• **YOUR OBJECTIVE**
The line containing "let prior = self" marks where to begin; quote it and every line after it through the end of the data, exactly as written.

• **Items from a data source**
======

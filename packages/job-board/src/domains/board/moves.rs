//! Drag moves with optimistic apply and full-snapshot revert.
//!
//! The moved job's new status is written to the store before the API call is
//! made. If the call fails the store is put back to the snapshot taken before
//! the move, which also discards any change made by another operation in the
//! meantime. Overlapping in-flight moves are unsupported.

use std::sync::Arc;

use tracing::{debug, error, info};

use crate::domains::jobs::{DragLocation, JobId, JobPatch, JobStatus, MoveEvent, SharedStore};
use crate::kernel::{BaseJobService, BasePrompter};

pub const MOVE_FAILED_MESSAGE: &str = "Failed to move job.";

#[derive(Debug, Clone, Copy, PartialEq, Eq)]
pub enum MoveOutcome {
    /// Dropped nowhere or back in place; nothing sent
    Ignored,
    /// API accepted the new status; optimistic state kept
    Committed,
    /// API rejected it; store restored to the pre-move snapshot
    Reverted,
}

pub struct BoardController {
    store: SharedStore,
    service: Arc<dyn BaseJobService>,
    prompter: Arc<dyn BasePrompter>,
}

impl BoardController {
    pub fn new(
        store: SharedStore,
        service: Arc<dyn BaseJobService>,
        prompter: Arc<dyn BasePrompter>,
    ) -> Self {
        Self {
            store,
            service,
            prompter,
        }
    }

    pub async fn handle_move(&self, event: &MoveEvent) -> MoveOutcome {
        let destination = match event.destination {
            Some(dest) if dest != event.source => dest,
            _ => {
                debug!(job_id = %event.job_id, "Move dropped in place; ignoring");
                return MoveOutcome::Ignored;
            }
        };

        let new_status = destination.column;
        let prior = self
            .store
            .update(|current| current.with_status(&event.job_id, new_status));

        match self
            .service
            .update_job(&event.job_id, &JobPatch::status(new_status))
            .await
        {
            Ok(_) => {
                info!(job_id = %event.job_id, status = %new_status, "Job moved");
                MoveOutcome::Committed
            }
            Err(e) => {
                error!(error = %e, job_id = %event.job_id, "Error updating job status");
                self.store.replace(prior);
                self.prompter.notify(MOVE_FAILED_MESSAGE);
                MoveOutcome::Reverted
            }
        }
    }

    /// Move event for dropping job `id` at the end of `column`, as a drag would
    /// report it. `None` if the job is not on the board.
    pub fn move_to_end(&self, id: &JobId, column: JobStatus) -> Option<MoveEvent> {
        let snapshot = self.store.snapshot();
        let job = snapshot.get(id)?;
        let source_column = snapshot.column(job.status);
        let source = DragLocation::new(job.status, source_column.position(id)?);

        let destination_len = snapshot.column(column).len();
        let index = if column == job.status {
            destination_len.saturating_sub(1)
        } else {
            destination_len
        };

        Some(MoveEvent {
            job_id: id.clone(),
            source,
            destination: Some(DragLocation::new(column, index)),
        })
    }
}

======

• **RESPONSE**
        let prior = self
            .store
            .update(|current| current.with_status(&event.job_id, new_status));

        match self
            .service
            .update_job(&event.job_id, &JobPatch::status(new_status))
            .await
        {
            Ok(_) => {
                info!(job_id = %event.job_id, status = %new_status, "Job moved");
                MoveOutcome::Committed
            }
            Err(e) => {
                error!(error = %e, job_id = %event.job_id, "Error updating job status");
                self.store.replace(prior);
                self.prompter.notify(MOVE_FAILED_MESSAGE);
                MoveOutcome::Reverted
            }
        }
    }

    /// Move event for dropping job `id` at the end of `column`, as a drag would
    /// report it. `None` if the job is not on the board.
    pub fn move_to_end(&self, id: &JobId, column: JobStatus) -> Option<MoveEvent> {
        let snapshot = self.store.snapshot();
        let job = snapshot.get(id)?;
        let source_column = snapshot.column(job.status);
        let source = DragLocation::new(job.status, source_column.position(id)?);

        let destination_len = snapshot.column(column).len();
        let index = if column == job.status {
            destination_len.saturating_sub(1)
        } else {
            destination_len
        };

        Some(MoveEvent {
            job_id: id.clone(),
            source,
            destination: Some(DragLocation::new(column, index)),
        })
    }
}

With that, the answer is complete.